Blaukat graduated from Missouri Southern in 1985 and turned professional at the age of 23, qualifying for his first Bassmaster Classic in 1986. During his career on the BASS Tour, he participated in 199 tournaments and caught a combined 4,545 pounds worth of bass. He posted 25 top-10 finishes, six third-place finishes, three runners-up and two tournament titles.

The Joplin resident doesn’t plan to stop anytime soon.

“One of the good things about pro fishing is that your career doesn’t end after you’ve been in it for 20 years,” Blaukat said. “The more experience you get on the water, the better you get over the years. A lot of the professional anglers out there now are in their early 70s. It’s one of those sports you can continue to compete at as you get older.”

Farr, a 1997 Joplin High School graduate, helped the Eagles win 40 games over her junior and senior seasons. She averaged 17.7 points, 10.4 rebounds, 2.4 assists and 1.6 steals, earning all-state honors as a senior.

Farr’s mother, Pam Gibbs, introduced her and told a story about a pregame ritual.

“It seemed like it was always a rush to get to games,” Gibbs said. “We had to get something in her belly. We run through Gringo’s. It was one of my favorite places, because you could get two bean burritos for $1 ... She scarfed them down, goes to her game and had a great game. Guess what? We didn’t go to any game after that without stopping in the drive-through at Gringo’s.”

It was a story Farr would have been OK with leaving out.

“Here I thought it was just me and that no one wanted to guard me,” Farr said. “But I think it might have just been the bean burritos. Thanks for that story, Mom.”

Even without the Mexican fastfood restaurant, Farr continued to succeed in college. The 5-foot-11 Farr left the Golden Hurricane as the No. 4 scorer (1,089 points) and No. 3 rebounder (539) in school history.

Farr is now a doctor with the Memorial Medical Group LLC in Belleville, Illinois, and specializes in orthopedic hand surgery.

Wright, a 1977 Carthage High School graduate, starred at Drake University and then took the long road to the NFL. After not being drafted, Wright becan coaching at Joplin Memorial High School before a tryout with the Houston Oilers led to a roster spot in the Canadian Football League. He played two seasons in the CFL before joining the Cleveland Browns in 1985. Wright went on to play nine seasons in the NFL with the Browns, Minnesota Vikings and Kansas City Chiefs and led the Browns in interceptions for four consecutive seasons (1987-90). He led the NFL in interception with nine during the 1989 season.

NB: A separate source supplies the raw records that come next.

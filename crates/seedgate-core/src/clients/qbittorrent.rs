//! qBittorrent Web API v2.
//!
//! Session cookie from `auth/login`; a 403 on any later call means the
//! cookie expired and triggers one re-login.

use serde::Deserialize;

use super::{client_limit, TorrentClient};
use crate::error::ClientError;
use crate::http::{HttpClient, HttpError, HttpResponse};
use crate::units::Unit;

/// Torrent states that count as an active session.
const ACTIVE_STATES: &[&str] = &[
    "downloading",
    "metaDL",
    "forcedMetaDL",
    "forcedDL",
    "stalledDL",
    "checkingDL",
    "queuedDL",
    "uploading",
    "forcedUP",
    "stalledUP",
    "checkingUP",
    "queuedUP",
];

#[derive(Debug, Deserialize)]
struct TorrentInfo {
    #[serde(default)]
    state: String,
}

pub struct QbittorrentClient {
    http: HttpClient,
    username: String,
    password: String,
    units: Unit,
    label: String,
    logged_in: bool,
}

impl QbittorrentClient {
    pub fn new(
        http: HttpClient,
        username: &str,
        password: &str,
        units: Unit,
        label: String,
    ) -> Self {
        Self {
            http,
            username: username.to_string(),
            password: password.to_string(),
            units,
            label,
            logged_in: false,
        }
    }

    fn login(&mut self) -> Result<(), ClientError> {
        tracing::debug!(client = %self.label, "logging in");
        self.http.enable_cookies()?;
        let referer = self.http.base_url().to_string();
        let resp = self.http.post_form(
            "api/v2/auth/login",
            &[
                ("username", self.username.as_str()),
                ("password", self.password.as_str()),
            ],
            &[("Referer", referer.as_str())],
        )?;
        if resp.code == 403 {
            return Err(ClientError::Auth(
                "temporarily banned after too many failed logins, try again later".to_string(),
            ));
        }
        let resp = resp.error_for_status()?;
        if resp.text().trim() != "Ok." {
            return Err(ClientError::Auth("login rejected, check credentials".to_string()));
        }
        self.logged_in = true;
        tracing::debug!(client = %self.label, "logged in");
        Ok(())
    }

    /// Run `request`, logging in first if needed and once more on 403.
    fn call<F>(&mut self, request: F) -> Result<HttpResponse, ClientError>
    where
        F: Fn(&mut HttpClient) -> Result<HttpResponse, HttpError>,
    {
        if !self.logged_in {
            self.login()?;
        }
        let mut resp = request(&mut self.http)?;
        if resp.code == 403 {
            tracing::debug!(client = %self.label, "session expired, logging in again");
            self.logged_in = false;
            self.login()?;
            resp = request(&mut self.http)?;
        }
        Ok(resp.error_for_status()?)
    }

    fn set_limit(&mut self, endpoint: &str, value: f64) -> Result<(), ClientError> {
        let bytes = client_limit(value, self.units, Unit::Byte).to_string();
        tracing::debug!(client = %self.label, "{} to {} B/s", endpoint, bytes);
        let path = format!("api/v2/transfer/{}", endpoint);
        self.call(|http| http.post_form(&path, &[("limit", bytes.as_str())], &[]))?;
        Ok(())
    }
}

impl TorrentClient for QbittorrentClient {
    fn label(&self) -> &str {
        &self.label
    }

    fn active_session_count(&mut self) -> Result<u32, ClientError> {
        let resp = self.call(|http| http.get("api/v2/torrents/info", &[], &[]))?;
        let torrents: Vec<TorrentInfo> = resp.json()?;
        Ok(count_active(&torrents))
    }

    fn set_upload_limit(&mut self, value: f64) -> Result<(), ClientError> {
        self.set_limit("setUploadLimit", value)
    }

    fn set_download_limit(&mut self, value: f64) -> Result<(), ClientError> {
        self.set_limit("setDownloadLimit", value)
    }
}

fn count_active(torrents: &[TorrentInfo]) -> u32 {
    torrents
        .iter()
        .filter(|t| ACTIVE_STATES.contains(&t.state.as_str()))
        .count() as u32
}
//! Blocking HTTP helper shared by the media-server and torrent-client adapters.
//!
//! Uses the curl crate (libcurl). One [`HttpClient`] owns one curl handle, so
//! connections and cookies are reused across calls. Every call blocks the
//! current thread; async callers go through `spawn_blocking`.

use serde::de::DeserializeOwned;
use std::str;
use std::time::Duration;
use thiserror::Error;
use url::Url;

#[derive(Debug, Error)]
pub enum HttpError {
    #[error("invalid url {url:?}: {source}")]
    Url {
        url: String,
        #[source]
        source: url::ParseError,
    },

    #[error("request to {url} failed: {source}")]
    Transport {
        url: String,
        #[source]
        source: curl::Error,
    },

    #[error("{url} returned HTTP {code}")]
    Status { url: String, code: u32 },

    #[error("invalid JSON from {url}: {source}")]
    Json {
        url: String,
        #[source]
        source: serde_json::Error,
    },
}

/// Response of a completed request: status code, raw header lines and body.
#[derive(Debug, Clone)]
pub struct HttpResponse {
    pub url: String,
    pub code: u32,
    pub headers: Vec<String>,
    pub body: Vec<u8>,
}

impl HttpResponse {
    pub fn is_success(&self) -> bool {
        (200..300).contains(&self.code)
    }

    /// Turn a non-2xx response into [`HttpError::Status`].
    pub fn error_for_status(self) -> Result<Self, HttpError> {
        if self.is_success() {
            Ok(self)
        } else {
            Err(HttpError::Status {
                url: self.url,
                code: self.code,
            })
        }
    }

    /// Value of the last header named `name` (case-insensitive).
    pub fn header(&self, name: &str) -> Option<&str> {
        self.headers.iter().rev().find_map(|line| {
            let (key, value) = line.split_once(':')?;
            key.trim()
                .eq_ignore_ascii_case(name)
                .then(|| value.trim())
        })
    }

    pub fn text(&self) -> String {
        String::from_utf8_lossy(&self.body).into_owned()
    }

    pub fn json<T: DeserializeOwned>(&self) -> Result<T, HttpError> {
        serde_json::from_slice(&self.body).map_err(|source| HttpError::Json {
            url: self.url.clone(),
            source,
        })
    }
}

/// Blocking HTTP client bound to one base URL.
pub struct HttpClient {
    easy: curl::easy::Easy,
    base: Url,
}

impl HttpClient {
    /// Create a client for `base_url`. Endpoint paths passed to the request
    /// methods are resolved relative to it, so a base with a path prefix
    /// (reverse proxy) keeps that prefix.
    pub fn new(base_url: &str, verify_tls: bool) -> Result<Self, HttpError> {
        let base = parse_base(base_url)?;
        let mut easy = curl::easy::Easy::new();
        let setup = |easy: &mut curl::easy::Easy| -> Result<(), curl::Error> {
            easy.follow_location(true)?;
            easy.connect_timeout(Duration::from_secs(10))?;
            easy.timeout(Duration::from_secs(30))?;
            easy.ssl_verify_peer(verify_tls)?;
            easy.ssl_verify_host(verify_tls)?;
            Ok(())
        };
        setup(&mut easy).map_err(|source| HttpError::Transport {
            url: base.to_string(),
            source,
        })?;
        Ok(Self { easy, base })
    }

    pub fn base_url(&self) -> &Url {
        &self.base
    }

    /// Keep cookies in memory across requests (session logins).
    pub fn enable_cookies(&mut self) -> Result<(), HttpError> {
        let url = self.base.to_string();
        self.easy
            .cookie_file("")
            .map_err(|source| HttpError::Transport { url, source })
    }

    /// Send HTTP basic credentials with every request.
    pub fn basic_auth(&mut self, username: &str, password: &str) -> Result<(), HttpError> {
        let url = self.base.to_string();
        let mut auth = curl::easy::Auth::new();
        auth.basic(true);
        let apply = |easy: &mut curl::easy::Easy| -> Result<(), curl::Error> {
            easy.username(username)?;
            easy.password(password)?;
            easy.http_auth(&auth)
        };
        apply(&mut self.easy).map_err(|source| HttpError::Transport { url, source })
    }

    pub fn get(
        &mut self,
        path: &str,
        query: &[(&str, &str)],
        headers: &[(&str, &str)],
    ) -> Result<HttpResponse, HttpError> {
        let url = self.endpoint(path, query)?;
        self.perform(url, None, headers)
    }

    /// POST an `application/x-www-form-urlencoded` body.
    pub fn post_form(
        &mut self,
        path: &str,
        form: &[(&str, &str)],
        headers: &[(&str, &str)],
    ) -> Result<HttpResponse, HttpError> {
        let url = self.endpoint(path, &[])?;
        let body = url::form_urlencoded::Serializer::new(String::new())
            .extend_pairs(form)
            .finish();
        self.perform(
            url,
            Some((body.as_bytes(), "application/x-www-form-urlencoded")),
            headers,
        )
    }

    pub fn post_json(
        &mut self,
        path: &str,
        body: &serde_json::Value,
        headers: &[(&str, &str)],
    ) -> Result<HttpResponse, HttpError> {
        let url = self.endpoint(path, &[])?;
        let body = body.to_string();
        self.perform(url, Some((body.as_bytes(), "application/json")), headers)
    }

    fn endpoint(&self, path: &str, query: &[(&str, &str)]) -> Result<Url, HttpError> {
        let mut url = self
            .base
            .join(path.trim_start_matches('/'))
            .map_err(|source| HttpError::Url {
                url: format!("{}{}", self.base, path),
                source,
            })?;
        if !query.is_empty() {
            url.query_pairs_mut().extend_pairs(query);
        }
        Ok(url)
    }

    fn perform(
        &mut self,
        url: Url,
        body: Option<(&[u8], &str)>,
        headers: &[(&str, &str)],
    ) -> Result<HttpResponse, HttpError> {
        let url_str = url.to_string();
        let transport = |source| HttpError::Transport {
            url: url_str.clone(),
            source,
        };

        self.easy.url(url.as_str()).map_err(transport)?;

        // Build curl list for headers (e.g. "Name: value").
        let mut list = curl::easy::List::new();
        for (k, v) in headers {
            list.append(&format!("{}: {}", k.trim(), v.trim()))
                .map_err(transport)?;
        }
        match body {
            Some((data, content_type)) => {
                list.append(&format!("Content-Type: {}", content_type))
                    .map_err(transport)?;
                self.easy.post(true).map_err(transport)?;
                self.easy.post_fields_copy(data).map_err(transport)?;
            }
            None => self.easy.get(true).map_err(transport)?,
        }
        self.easy.http_headers(list).map_err(transport)?;

        let mut response_headers: Vec<String> = Vec::new();
        let mut response_body: Vec<u8> = Vec::new();
        {
            let mut transfer = self.easy.transfer();
            transfer
                .header_function(|data| {
                    if let Ok(s) = str::from_utf8(data) {
                        let line = s.trim_end();
                        if !line.is_empty() {
                            response_headers.push(line.to_string());
                        }
                    }
                    true
                })
                .map_err(transport)?;
            transfer
                .write_function(|data| {
                    response_body.extend_from_slice(data);
                    Ok(data.len())
                })
                .map_err(transport)?;
            transfer.perform().map_err(transport)?;
        }

        let code = self.easy.response_code().map_err(transport)?;
        tracing::trace!(url = %url_str, code, bytes = response_body.len(), "http response");

        Ok(HttpResponse {
            url: url_str,
            code,
            headers: response_headers,
            body: response_body,
        })
    }
}

/// Parse a base URL, appending a trailing slash so relative joins keep its path.
fn parse_base(base_url: &str) -> Result<Url, HttpError> {
    let trimmed = base_url.trim();
    let with_slash = if trimmed.ends_with('/') {
        trimmed.to_string()
    } else {
        format!("{}/", trimmed)
    };
    let url = Url::parse(&with_slash).map_err(|source| HttpError::Url {
        url: base_url.to_string(),
        source,
    })?;
    Ok(url)
}

#[cfg(test)]
mod tests {
    use super::*;

    fn response(headers: &[&str]) -> HttpResponse {
        HttpResponse {
            url: "http://127.0.0.1/".to_string(),
            code: 200,
            headers: headers.iter().map(|h| h.to_string()).collect(),
            body: Vec::new(),
        }
    }

    #[test]
    fn header_lookup_is_case_insensitive_and_prefers_last() {
        let r = response(&[
            "HTTP/1.1 409 Conflict",
            "X-Transmission-Session-Id: first",
            "HTTP/1.1 200 OK",
            "x-transmission-session-id: second",
        ]);
        assert_eq!(r.header("X-Transmission-Session-Id"), Some("second"));
        assert!(r.header("Content-Length").is_none());
    }

    #[test]
    fn error_for_status_passes_2xx_only() {
        let ok = response(&[]);
        assert!(ok.error_for_status().is_ok());
        let mut forbidden = response(&[]);
        forbidden.code = 403;
        match forbidden.error_for_status() {
            Err(HttpError::Status { code, .. }) => assert_eq!(code, 403),
            other => panic!("expected status error, got {:?}", other),
        }
    }

    #[test]
    fn endpoints_keep_base_path_prefix() {
        let client = HttpClient::new("http://nas.local:8080/qbit", true).unwrap();
        let url = client.endpoint("/api/v2/torrents/info", &[]).unwrap();
        assert_eq!(url.as_str(), "http://nas.local:8080/qbit/api/v2/torrents/info");
    }

    #[test]
    fn endpoints_encode_query_pairs() {
        let client = HttpClient::new("http://plex:32400/", true).unwrap();
        let url = client
            .endpoint("status/sessions", &[("X-Plex-Token", "a b&c")])
            .unwrap();
        assert_eq!(
            url.as_str(),
            "http://plex:32400/status/sessions?X-Plex-Token=a+b%26c"
        );
    }

    #[test]
    fn invalid_base_url_is_rejected() {
        assert!(matches!(
            HttpClient::new("not a url", true),
            Err(HttpError::Url { .. })
        ));
    }
}
//! Next-occurrence computation and the inside/outside decision.
//!
//! Edges are found and compared as local wall-clock times; they are mapped to
//! instants only afterwards, to know how long to sleep. Two distinct times of
//! day therefore keep their order across DST transitions.

use chrono::{DateTime, Datelike, Duration, LocalResult, NaiveDateTime, NaiveTime, TimeZone};
use std::cmp::Ordering;

use super::window::{ScheduleWindow, WeekdaySet};
use crate::error::ConfigError;

/// First local date-time strictly after `now` whose weekday is in `days` and
/// whose time of day is `at`. Scans today and the following seven days, so a
/// slot already passed today lands on the next permitted day, wrapping across
/// the week boundary.
fn next_local(
    now: NaiveDateTime,
    at: NaiveTime,
    days: WeekdaySet,
) -> Result<NaiveDateTime, ConfigError> {
    if days.is_empty() {
        return Err(ConfigError::EmptyWeekdays);
    }
    (0..=7)
        .map(|offset| now.date() + Duration::days(offset))
        .filter(|date| days.contains(date.weekday()))
        .map(|date| date.and_time(at))
        .find(|candidate| *candidate > now)
        // Offset 7 is the same weekday a week later, so a non-empty set
        // always matches.
        .ok_or(ConfigError::EmptyWeekdays)
}

/// Map a local date-time later than `now` to an instant.
///
/// Ambiguous times (DST fall-back) take the earlier instant unless it has
/// already passed. Skipped times (DST spring-forward) map to the first
/// instant after the gap, so every skipped time lands on the same instant and
/// none overtakes a later time of day.
fn resolve_local<Tz: TimeZone>(now: &DateTime<Tz>, naive: NaiveDateTime) -> DateTime<Tz> {
    let tz = now.timezone();
    match tz.from_local_datetime(&naive) {
        LocalResult::Single(t) => t,
        LocalResult::Ambiguous(early, late) => {
            if early > *now {
                early
            } else {
                late
            }
        }
        LocalResult::None => (1..=24 * 60)
            .find_map(|m| {
                tz.from_local_datetime(&(naive + Duration::minutes(m)))
                    .earliest()
            })
            .unwrap_or_else(|| tz.from_utc_datetime(&naive)),
    }
}

/// First moment strictly after `now` whose weekday is in `days` and whose
/// local time of day is `at`.
pub fn next_occurrence<Tz: TimeZone>(
    now: &DateTime<Tz>,
    at: NaiveTime,
    days: WeekdaySet,
) -> Result<DateTime<Tz>, ConfigError> {
    let naive = next_local(now.naive_local(), at, days)?;
    Ok(resolve_local(now, naive))
}

/// Whether "now" falls inside a schedule window.
#[derive(Debug, Clone, Copy, PartialEq, Eq)]
pub enum WindowState {
    OutsideWindow,
    InsideWindow,
}

/// Outcome of evaluating a window at one instant.
#[derive(Debug, Clone)]
pub struct WindowDecision<Tz: TimeZone> {
    pub state: WindowState,
    pub next_start: DateTime<Tz>,
    pub next_end: DateTime<Tz>,
}

impl<Tz: TimeZone> WindowDecision<Tz> {
    /// When the state can next change: the end while inside, the start while
    /// outside.
    pub fn wake_at(&self) -> &DateTime<Tz> {
        match self.state {
            WindowState::InsideWindow => &self.next_end,
            WindowState::OutsideWindow => &self.next_start,
        }
    }
}

impl ScheduleWindow {
    /// Evaluate the window at `now`. If the next end comes before the next
    /// start, a window has already opened and we are inside it.
    pub fn decide<Tz: TimeZone>(
        &self,
        now: &DateTime<Tz>,
    ) -> Result<WindowDecision<Tz>, ConfigError> {
        let local = now.naive_local();
        let start = next_local(local, self.start(), self.days())?;
        let end = next_local(local, self.end(), self.days())?;
        let state = match start.cmp(&end) {
            Ordering::Greater => WindowState::InsideWindow,
            Ordering::Less => WindowState::OutsideWindow,
            // Distinct times of day never meet; `new` rejects equal ones.
            Ordering::Equal => {
                return Err(ConfigError::EqualStartEnd(
                    self.start().format("%H:%M").to_string(),
                ))
            }
        };
        Ok(WindowDecision {
            state,
            next_start: resolve_local(now, start),
            next_end: resolve_local(now, end),
        })
    }
}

“He wasn’t the biggest guy, but he was always around the football,” said former Drake teammate John Hoffman. “He had a knack for being around the football.”

Wright was unable to attend Friday’s ceremony because of travel complications from Cleveland, but his uncle, Doc Lounis, accepted the award on his behalf.

Mantle, who grew up in Commerce, Oklahoma, went on to become one of baseball’s greatest players of all time. Mantle played for the Class C Joplin Miners in 1950, hitting .383 with 26 home runs and 136 RBI.

The next year he was competing for the New York Yankees and helped the team to 12 World Series appearances in his career. Mantle finished his Hall of Fame career with 2,415 hits, 536 home runs, 1,509 RBI and three American League MVP awards.

He died in 1995 at the age of 63.

Longtime friend Terry Wilson accepted the honor for Mantle and told stories of Mantle’s good nature, as well as his talent as a golfer.

“He could hit it far,” Wilson said. “If he had started out playing golf, I think he could have become famous.”

The Joplin Sports Authority plans to place the plaque in Mantle’s childhood home at Commerce.